THE TASK:
Output exactly what appears from the line containing "Error::UpstreamFetch(_) | Error::UpstreamStatus(_)" to the end of the data below, and nothing more.

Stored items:
⁂
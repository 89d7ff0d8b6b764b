//! HTTP error responses for the mediagate server.
//!
//! Every error renders as `{"detail": "<CODE>: <message>"}` with a status
//! chosen by category.

use axum::{
    Json,
    http::StatusCode,
    response::{IntoResponse, Response},
};
use mediagate_core::Error;
use serde_json::json;

#[derive(Debug, thiserror::Error)]
pub enum ApiError {
    #[error(transparent)]
    Core(#[from] Error),

    /// No object stored under the requested local name.
    #[error("NOT_FOUND: {0}")]
    NotFound(String),
}

impl ApiError {
    pub fn status(&self) -> StatusCode {
        match self {
            ApiError::NotFound(_) => StatusCode::NOT_FOUND,
            ApiError::Core(err) => match err {
                Error::InvalidInput(_) | Error::InvalidUrl(_) | Error::InvalidObjectName(_) => StatusCode::BAD_REQUEST,
                Error::UpstreamFetch(_) | Error::UpstreamStatus(_) | Error::FetchTooLarge(_) | Error::ResolveFailed(_) => {
                    StatusCode::BAD_GATEWAY
                }
                Error::Database(_) | Error::MigrationFailed(_) | Error::Storage(_) | Error::Payload(_) => {
                    StatusCode::INTERNAL_SERVER_ERROR
                }
            },
        }
    }
}

impl IntoResponse for ApiError {
    fn into_response(self) -> Response {
        let status = self.status();
        if status.is_server_error() {
            tracing::error!(status = status.as_u16(), error = %self, "request failed");
        } else {
            tracing::debug!(status = status.as_u16(), error = %self, "request rejected");
        }
        (status, Json(json!({ "detail": self.to_string() }))).into_response()
    }
}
⁂
YOUR SOLUTION:
                Error::UpstreamFetch(_) | Error::UpstreamStatus(_) | Error::FetchTooLarge(_) | Error::ResolveFailed(_) => {
                    StatusCode::BAD_GATEWAY
                }
                Error::Database(_) | Error::MigrationFailed(_) | Error::Storage(_) | Error::Payload(_) => {
                    StatusCode::INTERNAL_SERVER_ERROR
                }
            },
        }
    }
}

impl IntoResponse for ApiError {
    fn into_response(self) -> Response {
        let status = self.status();
        if status.is_server_error() {
            tracing::error!(status = status.as_u16(), error = %self, "request failed");
        } else {
            tracing::debug!(status = status.as_u16(), error = %self, "request rejected");
        }
        (status, Json(json!({ "detail": self.to_string() }))).into_response()
    }
}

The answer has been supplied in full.